BACKGROUND:

The prodromal phase of schizophrenic disorders has been described prospectively. The present study aimed to determine the short-term efficacy and safety of olanzapine treatment of prodromal symptoms compared with placebo.

METHODS:

This was a double-blind, randomized, parallel-groups, placebo-controlled trial with fixed-flexible dosing conducted at four sites. Sixty patients met prodromal diagnostic criteria, including attenuated psychotic symptoms, as determined by structured interviews. Olanzapine 5-15 mg daily or placebo was prescribed for 8 weeks.

RESULTS:

In the mixed-effects, repeated-measures analysis, the treatment x time interaction for the change from baseline on the Scale of Prodromal Symptoms total score was statistically significant, and post hoc analyses revealed that the olanzapine-placebo difference reached p<.10 by week 6 and p<.05 at week 8. Ratings of extrapyramidal symptoms remained low in each group and were not significantly different.
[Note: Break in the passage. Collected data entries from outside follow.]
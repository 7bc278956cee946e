//! Playback provider abstractions.
//!
//! A provider is a pluggable playback engine for one family of media (native
//! media element, streaming-protocol engine, embedded third-party player).
//! Hosts implement [`MediaProvider`] for each engine and expose them to the
//! core through a [`ProviderRegistry`]. The core never decodes or renders
//! media itself; it drives the active provider and reacts to the
//! [`ProviderEvent`]s the provider reports through its [`ProviderListener`].
//!
//! ## Threading Model
//!
//! Provider calls are synchronous and fire-and-forget from the core's point of
//! view. Results are observed through subsequent provider events. Events are
//! delivered over an unbounded channel, so providers may emit from any thread
//! (on native targets) without blocking.

use crate::{
    error::Result,
    media::{MediaSource, PlaylistItem},
    platform::{PlatformSend, PlatformSendSync},
};
use serde::{Deserialize, Serialize};
use std::fmt;
use tokio::sync::mpsc;
use uuid::Uuid;

// ============================================================================
// Provider Classification
// ============================================================================

/// Classification key for provider implementations.
///
/// Two providers with the same kind are interchangeable for the purpose of
/// deciding whether the active engine has to be swapped.
#[derive(Debug, Clone, PartialEq, Eq, Hash, Serialize, Deserialize)]
#[serde(rename_all = "lowercase")]
pub enum ProviderKind {
    /// Native media element playback (progressive mp4/webm/mp3, ...).
    Html5,
    /// Adaptive streaming engine (HLS).
    Hls,
    /// Legacy plugin-based engine.
    Flash,
    /// Embedded YouTube player.
    Youtube,
    /// Host-specific engine.
    Other(String),
}

impl ProviderKind {
    /// Stable name used in logs and serialized events.
    pub fn as_str(&self) -> &str {
        match self {
            ProviderKind::Html5 => "html5",
            ProviderKind::Hls => "hls",
            ProviderKind::Flash => "flash",
            ProviderKind::Youtube => "youtube",
            ProviderKind::Other(name) => name,
        }
    }
}

impl fmt::Display for ProviderKind {
    fn fmt(&self, f: &mut fmt::Formatter<'_>) -> fmt::Result {
        f.write_str(self.as_str())
    }
}

/// Provider selection hints taken from the player settings.
///
/// Passed to every [`ProviderRegistry::choose`] and [`PlaylistFilter::filter`]
/// call so registries can rank engines the same way for filtering and
/// activation.
#[derive(Debug, Clone, Default, PartialEq, Eq)]
pub struct ProviderPreferences {
    /// Family to pick when several providers can play a source.
    pub primary: Option<ProviderKind>,
    /// Allow HLS through the native media element on Android hosts.
    pub androidhls: bool,
}

impl ProviderPreferences {
    /// Returns `true` if `kind` is the preferred family.
    pub fn prefers(&self, kind: &ProviderKind) -> bool {
        self.primary.as_ref() == Some(kind)
    }
}

// ============================================================================
// Provider Events
// ============================================================================

/// Playback state as reported by a provider.
///
/// `Loading` and `Stalled` exist only at the provider level; the player-level
/// state machine folds both into `Buffering`.
#[derive(Debug, Clone, Copy, PartialEq, Eq, Hash, Serialize, Deserialize)]
#[serde(rename_all = "lowercase")]
pub enum ProviderState {
    Idle,
    Buffering,
    Playing,
    Paused,
    Completed,
    Error,
    /// Media is being fetched before the first frame is available.
    Loading,
    /// Playback started but ran out of data.
    Stalled,
}

impl ProviderState {
    /// Returns `true` for the provider-private sub-states.
    pub fn is_provider_internal(&self) -> bool {
        matches!(self, ProviderState::Loading | ProviderState::Stalled)
    }
}

/// Payload of a player-state transition.
///
/// The consumer may rewrite `newstate` before republishing it.
#[derive(Debug, Clone, Copy, PartialEq, Eq, Serialize, Deserialize)]
pub struct StateChange {
    pub newstate: ProviderState,
    #[serde(default, skip_serializing_if = "Option::is_none")]
    pub oldstate: Option<ProviderState>,
}

impl StateChange {
    pub fn new(newstate: ProviderState) -> Self {
        Self {
            newstate,
            oldstate: None,
        }
    }

    pub fn with_oldstate(mut self, oldstate: ProviderState) -> Self {
        self.oldstate = Some(oldstate);
        self
    }
}
//! # Playback Error Types
//!
//! Errors surfaced by the playback model.

use bridge_traits::BridgeError;
use thiserror::Error;

/// Errors that can occur during playback model operations.
#[derive(Error, Debug)]
pub enum PlaybackError {
    // ========================================================================
    // Provider Errors
    // ========================================================================
    /// No provider can play the current item's primary source.
    #[error("No suitable provider for source: {file}")]
    NoSuitableProvider { file: String },

    /// The registry chose a provider kind but could not construct it.
    #[error("Provider unavailable: {0}")]
    ProviderUnavailable(#[source] BridgeError),

    // ========================================================================
    // Configuration & Persistence Errors
    // ========================================================================
    /// Invalid configuration passed at construction.
    #[error("Configuration error: {0}")]
    Config(#[from] core_runtime::Error),

    /// Settings store operation failed.
    #[error("Settings store error: {0}")]
    Settings(#[source] BridgeError),
}

impl PlaybackError {
    /// Returns `true` for errors caused by a player setup that cannot play
    /// the requested media. These stop the current operation.
    pub fn is_configuration_error(&self) -> bool {
        matches!(
            self,
            PlaybackError::NoSuitableProvider { .. }
                | PlaybackError::ProviderUnavailable(_)
                | PlaybackError::Config(_)
        )
    }
}

/// Result type for playback operations.
pub type Result<T> = std::result::Result<T, PlaybackError>;
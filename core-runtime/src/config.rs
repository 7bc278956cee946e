//! # Player Configuration Module
//!
//! Provides the flat player settings object and the configuration bundle the
//! playback model is constructed from.
//!
//! ## Overview
//!
//! [`PlayerSettings`] is the host-facing settings object. Every field has a
//! default, so hosts can deserialize a partial JSON document and get a full
//! settings value back. `volume` and `mute` are the exception: they stay
//! `None` unless the host sets them, which lets the model fall back to the
//! persisted preference before the built-in default.
//!
//! [`PlayerConfig`] pairs the settings with the injected collaborators. It is
//! built through [`PlayerConfigBuilder`], which fails fast when a required
//! bridge is missing.
//!
//! ## Required Dependencies
//!
//! - `SettingsStore` - persists volume and mute between sessions
//! - `ProviderRegistry` - chooses and creates media providers
//!
//! ## Optional Dependencies
//!
//! - `PlaylistFilter` - defaults to [`PlayableSourceFilter`]
//!
//! ## Usage
//!
//! ```ignore
//! use core_runtime::config::{PlayerConfig, PlayerSettings};
//! use std::sync::Arc;
//!
//! let settings: PlayerSettings = serde_json::from_str(r#"{"width": 640, "repeat": true}"#)?;
//! let config = PlayerConfig::builder()
//!     .settings(settings)
//!     .settings_store(Arc::new(store))
//!     .provider_registry(Arc::new(registry))
//!     .build()?;
//! ```
//!
//! ## Error Handling
//!
//! ```should_panic
//! use core_runtime::config::PlayerConfig;
//!
//! // Panics: no SettingsStore or ProviderRegistry injected
//! let config = PlayerConfig::builder()
//!     .build()
//!     .expect("Should fail - missing required bridges");
//! ```

use crate::error::{Error, Result};
use bridge_traits::{
    PlayableSourceFilter, PlaylistFilter, PlaylistItem, ProviderKind, ProviderPreferences,
    ProviderRegistry, SettingsStore,
};
use serde::{Deserialize, Serialize};
use serde_json::{Map, Value};
use std::fmt;
use std::sync::Arc;

/// Volume used when neither the host nor the settings store supplies one.
pub const DEFAULT_VOLUME: u8 = 90;

/// Mute flag used when neither the host nor the settings store supplies one.
pub const DEFAULT_MUTE: bool = false;
//! Quality-of-experience timing.
//!
//! A [`QoeTimer`] covers a single playlist item. It measures how long the
//! player spends in each [`PlayerState`] while that item is current and when
//! playback milestones were reached, relative to the item's selection.
//! The model replaces its timer every time a new item is selected.

use crate::state::PlayerState;
use serde::Serialize;
use std::collections::{BTreeMap, HashMap};
use std::time::{Duration, Instant};

/// Milestone reached on the first position report past zero.
pub const FIRST_FRAME: &str = "firstFrame";

/// State and milestone timing of one playlist item.
#[derive(Debug, Clone)]
pub struct QoeTimer {
    item: Option<usize>,
    origin: Instant,
    milestones: HashMap<&'static str, Duration>,
    /// State currently being timed and when it was entered
    current: Option<(PlayerState, Instant)>,
    totals: HashMap<PlayerState, Duration>,
    entries: HashMap<PlayerState, u32>,
}

impl QoeTimer {
    /// Starts timing `item`, counting the player as being in `state` from
    /// `at` onwards.
    pub fn new(item: Option<usize>, state: PlayerState, at: Instant) -> Self {
        let mut timer = Self {
            item,
            origin: at,
            milestones: HashMap::new(),
            current: None,
            totals: HashMap::new(),
            entries: HashMap::new(),
        };
        timer.enter(state, at);
        timer
    }

    /// Index of the playlist item being timed.
    pub fn item(&self) -> Option<usize> {
        self.item
    }

    /// The state whose interval is still open.
    pub fn current_state(&self) -> Option<PlayerState> {
        self.current.map(|(state, _)| state)
    }

    /// Closes the open interval and opens one for `state`.
    ///
    /// Entering the state that is already open does nothing.
    pub fn enter(&mut self, state: PlayerState, at: Instant) {
        if self.current_state() == Some(state) {
            return;
        }

        if let Some((previous, since)) = self.current.take() {
            *self.totals.entry(previous).or_default() += at.saturating_duration_since(since);
        }

        *self.entries.entry(state).or_default() += 1;
        self.current = Some((state, at));
    }

    /// Records `milestone` at `at`. Only the first occurrence is kept.
    pub fn mark(&mut self, milestone: &'static str, at: Instant) {
        let offset = at.saturating_duration_since(self.origin);
        self.milestones.entry(milestone).or_insert(offset);
    }

    /// Time from item selection to `milestone`, if it was reached.
    pub fn milestone(&self, milestone: &str) -> Option<Duration> {
        self.milestones.get(milestone).copied()
    }

    /// How many times `state` was entered.
    pub fn entries(&self, state: PlayerState) -> u32 {
        self.entries.get(&state).copied().unwrap_or(0)
    }

    /// Total time spent in `state` up to `now`, including the open interval.
    pub fn time_in(&self, state: PlayerState, now: Instant) -> Duration {
        let closed = self.totals.get(&state).copied().unwrap_or_default();
        match self.current {
            Some((open, since)) if open == state => closed + now.saturating_duration_since(since),
            _ => closed,
        }
    }

    /// Serializable summary for analytics hosts.
    pub fn snapshot(&self, now: Instant) -> QoeSnapshot {
        let states = self
            .entries
            .keys()
            .map(|&state| {
                (
                    state.as_str().to_string(),
                    StateTiming {
                        entries: self.entries(state),
                        total_ms: duration_ms(self.time_in(state, now)),
                    },
                )
            })
            .collect();

        let milestones = self
            .milestones
            .iter()
            .map(|(name, offset)| (name.to_string(), duration_ms(*offset)))
            .collect();

        QoeSnapshot {
            item: self.item,
            elapsed_ms: duration_ms(now.saturating_duration_since(self.origin)),
            states,
            milestones,
        }
    }
}

fn duration_ms(duration: Duration) -> u64 {
    u64::try_from(duration.as_millis()).unwrap_or(u64::MAX)
}

/// Point-in-time copy of a [`QoeTimer`].
#[derive(Debug, Clone, PartialEq, Serialize)]
pub struct QoeSnapshot {
    pub item: Option<usize>,
    pub elapsed_ms: u64,
    pub states: BTreeMap<String, StateTiming>,
    pub milestones: BTreeMap<String, u64>,
}

#[derive(Debug, Clone, Copy, PartialEq, Eq, Serialize)]
pub struct StateTiming {
    pub entries: u32,
    pub total_ms: u64,
}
Olanzapine patients gained 9.9 lb versus.7 lb for placebo patients (p<.001).

CONCLUSIONS:

This short-term analysis suggests olanzapine is associated with significantly greater symptomatic improvement but significantly greater weight gain than is placebo in prodromal patients. Extrapyramidal symptoms with olanzapine were minimal and similar to those with placebo. Future research over the longer term with more patients will be needed before recommendations can be made regarding routine treatment.